A UN judge on Wednesday ruled that Rwandan genocide suspect Félicien Kabuga, who has been in a French jail since May, should be sent to a detention unit in The Hague ahead of his trial.
“I hereby amend the arrest warrant and order of transfer,” Judge Iain Bonomy said from Arusha, Tanzania. “I consider that there are exceptional circumstances and that it would be in the interests of justice [to send Kabuga to The Hague].”
The decision means that Kabuga, 84, is likely spend at least several months in The Hague and be brought before an international judge there for an initial appearance in his war crimes case, rather than in Tanzania as originally planned.
UN prosecutors accuse the former tea and coffee tycoon of bankrolling and importing huge numbers of machetes for ethnic Hutu militias who killed hundreds of thousands of Tutsis and moderate Hutus in Rwanda during a 100-day period in 1994.
Kabuga was arrested by French police outside of Paris in mid-May, after about 25 years on the run.
Once one of the world’s most-wanted fugitives, his wealth and connections helped him to avoid capture as he moved from Rwanda to Switzerland.

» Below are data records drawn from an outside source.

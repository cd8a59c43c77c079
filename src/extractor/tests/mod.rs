use std::fs;

use serde_json::json;

use crate::config::ResourceCosts;
use crate::document::{Document, Element, HtmlDocument, HtmlElement};
use crate::extractor::model::{HtmlVersion, OgValue};
use crate::extractor::{Category, ExtractError, ExtractionPipeline};

fn fixture(name: &str) -> HtmlDocument {
    let html = fs::read_to_string(format!("src/extractor/tests/fixtures/{name}"))
        .expect("Failed to read test fixture");
    HtmlDocument::parse(html)
}

fn pipeline() -> ExtractionPipeline {
    ExtractionPipeline::new(ResourceCosts::default())
}

#[test]
fn test_extract_article() {
    let doc = fixture("article.html");
    let report = pipeline().run("https://blog.example.com/post", &doc);
    let seo = &report.seo;

    assert!(report.failures.is_empty());
    assert_eq!(report.url, "https://blog.example.com/post");

    assert_eq!(
        seo.basic.title.as_deref(),
        Some("How to Build Better Software - Tech Blog")
    );
    assert_eq!(seo.basic.canonical.as_deref(), Some("https://blog.example.com/post"));
    assert_eq!(seo.basic.language.as_deref(), Some("en"));
    assert_eq!(seo.basic.hreflang.len(), 2);

    assert_eq!(
        seo.open_graph["site_name"],
        OgValue::Text("Tech Blog".to_string())
    );
    assert!(matches!(seo.open_graph["image"], OgValue::Nested(ref m) if m.len() == 2));
    assert_eq!(seo.twitter["card"], "summary_large_image");

    assert_eq!(seo.schema.json_ld.len(), 1);
    assert_eq!(seo.schema.json_ld[0]["@type"], json!("BlogPosting"));
    assert_eq!(seo.schema.microdata["Person"][0]["jobTitle"], "Engineer");

    assert!(seo.technical.has_rss);
    assert!(!seo.technical.has_amp);
    assert_eq!(seo.technical.html_version, HtmlVersion::Html5);

    assert_eq!(seo.links.counts.internal, 2);
    assert_eq!(seo.links.counts.external, 2);
    assert_eq!(seo.links.nofollow[0].url, "https://partner.example.org/deal");
    assert!(seo.links.nofollow[0].is_sponsored);

    assert_eq!(seo.headings.counts.h1, 1);
    assert_eq!(seo.headings.counts.h2, 2);
    assert_eq!(seo.headings.h1[0].id.as_deref(), Some("title"));

    assert_eq!(seo.images.counts.total, 2);
    assert_eq!(seo.images.counts.lazy_loaded, 1);

    assert_eq!(seo.performance.total_stylesheets, 2);
    assert_eq!(seo.performance.total_scripts, 1);
    assert_eq!(seo.performance.inline_scripts, 2);
    assert_eq!(seo.performance.inline_styles, 1);
    assert_eq!(seo.performance.total_links, 6);
    assert_eq!(seo.performance.total_headings, 3);
}

#[test]
fn test_links_and_headings_fixture() {
    let doc = fixture("links_and_headings.html");
    let report = pipeline().run("https://example.com/", &doc);
    let seo = &report.seo;

    assert_eq!(seo.links.internal.len(), 1);
    assert_eq!(seo.links.internal[0].text.as_deref(), Some("Docs"));
    assert_eq!(seo.links.external.len(), 1);
    assert_eq!(seo.links.nofollow.len(), 1);
    assert_eq!(seo.headings.h1.len(), 2);
    assert_eq!(seo.headings.counts.h1, 2);
    assert_eq!(seo.performance.total_headings, 3);
    assert!(seo.schema.json_ld.is_empty());
}

#[test]
fn test_report_json_shape() {
    let doc = HtmlDocument::parse("<html><body></body></html>");
    let report = pipeline().run("https://example.com/", &doc);

    let json = serde_json::to_value(&report).unwrap();
    assert_eq!(json["url"], json!("https://example.com/"));
    assert!(json["timestamp"].is_string());

    let seo = json["seo"].as_object().unwrap();
    let keys: Vec<_> = seo.keys().map(String::as_str).collect();
    for category in Category::ALL {
        assert!(keys.contains(&category.as_str()), "missing {category}");
    }
    assert_eq!(seo.len(), 9);
    assert!(json.get("failures").is_none());

    assert_eq!(json["seo"]["basic"]["title"], json!(null));
    assert_eq!(json["seo"]["open_graph"], json!({}));
    assert_eq!(json["seo"]["schema"]["jsonLd"], json!([]));
    assert_eq!(json["seo"]["technical"]["htmlVersion"], json!("Unknown"));
    assert_eq!(json["seo"]["technical"]["hasRSS"], json!(false));
    assert_eq!(json["seo"]["images"]["counts"]["withoutAlt"], json!(0));
    assert!(json["seo"]["performance"]["estimatedPageWeight"]["totalEstimated"].is_u64());
}

#[test]
fn test_malformed_json_ld_leaves_other_sections_alone() {
    let clean = HtmlDocument::parse(r#"<html><head><title>T</title></head><body><h1>H</h1></body></html>"#);
    let broken = HtmlDocument::parse(
        r#"<html><head><title>T</title><script type="application/ld+json">{not json}</script></head><body><h1>H</h1></body></html>"#,
    );

    let clean_report = pipeline().run("https://example.com/", &clean);
    let broken_report = pipeline().run("https://example.com/", &broken);

    assert!(broken_report.failures.is_empty());
    assert!(broken_report.seo.schema.json_ld.is_empty());
    assert_eq!(broken_report.seo.basic, clean_report.seo.basic);
    assert_eq!(broken_report.seo.headings, clean_report.seo.headings);
    assert_eq!(broken_report.seo.links, clean_report.seo.links);
}

#[test]
fn test_runs_are_deterministic() {
    let doc = fixture("article.html");

    let first = pipeline().run("https://blog.example.com/post", &doc);
    let second = pipeline().run("https://blog.example.com/post", &doc);

    assert_eq!(
        serde_json::to_string(&first.seo).unwrap(),
        serde_json::to_string(&second.seo).unwrap()
    );
}

/// A backend where every query fails.
struct BrokenDocument;

enum NoElement {}

impl Element for NoElement {
    fn tag(&self) -> &str {
        match *self {}
    }

    fn attr(&self, _name: &str) -> Option<&str> {
        match *self {}
    }

    fn text_content(&self) -> String {
        match *self {}
    }

    fn query(&self, _selector: &str) -> Result<Vec<Self>, ExtractError> {
        match *self {}
    }
}

impl Document for BrokenDocument {
    type Element<'a>
        = NoElement
    where
        Self: 'a;

    fn query(&self, _selector: &str) -> Result<Vec<NoElement>, ExtractError> {
        Err(ExtractError::Backend("tree unavailable".to_string()))
    }

    fn doctype(&self) -> Option<String> {
        None
    }

    fn source(&self) -> &str {
        ""
    }
}

#[test]
fn test_every_extractor_failing_still_yields_report() {
    let report = pipeline().run("https://example.com/", &BrokenDocument);

    let failed: Vec<_> = report.failures.iter().map(|f| f.category).collect();
    assert_eq!(failed, Category::ALL.to_vec());
    assert!(report.failures[0].message.contains("tree unavailable"));

    assert_eq!(report.seo, Default::default());
    let json = serde_json::to_value(&report).unwrap();
    assert_eq!(json["seo"].as_object().unwrap().len(), 9);
}

/// Delegates to a real document but fails one selector.
struct FailingOn {
    inner: HtmlDocument,
    selector: &'static str,
}

impl Document for FailingOn {
    type Element<'a>
        = HtmlElement<'a>
    where
        Self: 'a;

    fn query(&self, selector: &str) -> Result<Vec<HtmlElement<'_>>, ExtractError> {
        if selector == self.selector {
            return Err(ExtractError::Backend(format!("cannot query {selector}")));
        }
        self.inner.query(selector)
    }

    fn doctype(&self) -> Option<String> {
        self.inner.doctype()
    }

    fn source(&self) -> &str {
        self.inner.source()
    }
}

#[test]
fn test_single_failure_is_isolated() {
    let doc = FailingOn {
        inner: fixture("article.html"),
        selector: "img",
    };
    let report = pipeline().run("https://blog.example.com/post", &doc);

    // both the image inventory and the performance counts query `img`
    let failed: Vec<_> = report.failures.iter().map(|f| f.category).collect();
    assert_eq!(failed, vec![Category::Images, Category::Performance]);
    assert_eq!(report.seo.images, Default::default());
    assert_eq!(report.seo.performance, Default::default());

    assert_eq!(report.seo.headings.counts.h1, 1);
    assert_eq!(report.seo.links.counts.external, 2);
    assert_eq!(report.seo.schema.json_ld.len(), 1);
}

#[cfg(feature = "fuzz")]
mod fuzz {
    use super::*;
    use proptest::prelude::*;

    proptest! {
        #[test]
        fn test_pipeline_never_panics(
            html in ".*",
            url in "https://[a-z]+\\.com/.*"
        ) {
            let doc = HtmlDocument::parse(html);
            let report = pipeline().run(&url, &doc);
            prop_assert!(report.failures.is_empty());
        }

        #[test]
        fn test_image_counts_match_buckets(
            alts in proptest::collection::vec(proptest::option::of("[a-z ]{0,8}"), 0..20)
        ) {
            let markup: String = alts
                .iter()
                .enumerate()
                .map(|(i, alt)| match alt {
                    Some(alt) => format!(r#"<img src="/{i}.png" alt="{alt}">"#),
                    None => format!(r#"<img src="/{i}.png">"#),
                })
                .collect();
            let doc = HtmlDocument::parse(markup);
            let images = pipeline().run("https://example.com/", &doc).seo.images;

            prop_assert_eq!(images.counts.total, alts.len());
            prop_assert_eq!(images.counts.with_alt, images.with_alt.len());
            prop_assert_eq!(images.counts.without_alt, images.without_alt.len());
            prop_assert_eq!(images.counts.total, images.with_alt.len() + images.without_alt.len());
        }
    }
}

He was then deported to the Democratic Republic of Congo, known then as Zaire, and later moved on to Kenya.
Kabuga, who has yet to appear before the UN court, dismissed accusations against him as “lies” during French extradition hearings.

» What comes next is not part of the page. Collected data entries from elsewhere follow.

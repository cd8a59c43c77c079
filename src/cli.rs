//! Command-line arguments and target validation.

use std::path::PathBuf;
use std::time::Duration;

use clap::Parser;
use thiserror::Error;
use url::Url;

use crate::config::Config;

#[derive(Debug, Parser)]
#[command(name = "seoscan", version, about = "Fetch a page and report its SEO metadata")]
pub struct Cli {
    /// Page to analyse (http or https)
    pub url: String,

    /// Print only the JSON report, without the summary
    #[arg(long)]
    pub json: bool,

    /// Also write the JSON report to this file
    #[arg(short, long, value_name = "FILE")]
    pub output: Option<PathBuf>,

    /// Request timeout in seconds
    #[arg(long, value_name = "SECS", value_parser = clap::value_parser!(u64).range(1..))]
    pub timeout: Option<u64>,

    /// Maximum number of redirects to follow
    #[arg(long, value_name = "N")]
    pub max_redirects: Option<usize>,

    /// User-Agent header to send
    #[arg(long, value_name = "UA")]
    pub user_agent: Option<String>,

    /// Increase log verbosity (-v info, -vv debug, -vvv trace)
    #[arg(short, long, action = clap::ArgAction::Count)]
    pub verbose: u8,

    /// Emit log lines as JSON on stderr
    #[arg(long)]
    pub log_json: bool,
}

impl Cli {
    /// Apply command-line overrides on top of an environment config.
    pub fn apply(&self, mut config: Config) -> Config {
        if let Some(secs) = self.timeout {
            config = config.with_timeout(Duration::from_secs(secs));
        }
        if let Some(max) = self.max_redirects {
            config = config.with_max_redirects(max);
        }
        if let Some(ua) = &self.user_agent {
            config = config.with_user_agent(ua.clone());
        }
        config
    }

    /// Default log filter when `RUST_LOG` is unset.
    pub fn log_level(&self) -> &'static str {
        match self.verbose {
            0 => "warn",
            1 => "info",
            2 => "debug",
            _ => "trace",
        }
    }
}

#[derive(Error, Debug)]
pub enum TargetError {
    #[error("invalid url '{url}': {source}")]
    Invalid {
        url: String,
        #[source]
        source: url::ParseError,
    },

    #[error("unsupported url scheme '{0}', expected http or https")]
    UnsupportedScheme(String),
}

/// Syntax check of the target before any network activity.
pub fn validate_target(raw: &str) -> Result<Url, TargetError> {
    let url = Url::parse(raw.trim()).map_err(|source| TargetError::Invalid {
        url: raw.to_string(),
        source,
    })?;

    match url.scheme() {
        "http" | "https" => Ok(url),
        other => Err(TargetError::UnsupportedScheme(other.to_string())),
    }
}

It had been uncertain where exactly Kabuga would be sent after France’s top civil court ruled on September 30 that he could be turned over to UN custody in Arusha.
Former UN tribunals for war crimes in Rwanda and Yugoslavia have been rolled over into a successor court that has dual offices in The Hague, and Arusha.
Bonomy’s order said the court has yet to receive Kabuga’s medical files, and that the relatively short distance between Paris and The Hague meant Kabuga’s transfer there would pose “far less risk”.
He said the date of Kabuga’s initial appearance was not certain due in part for a need for him to be quarantined for 10 days after arrival.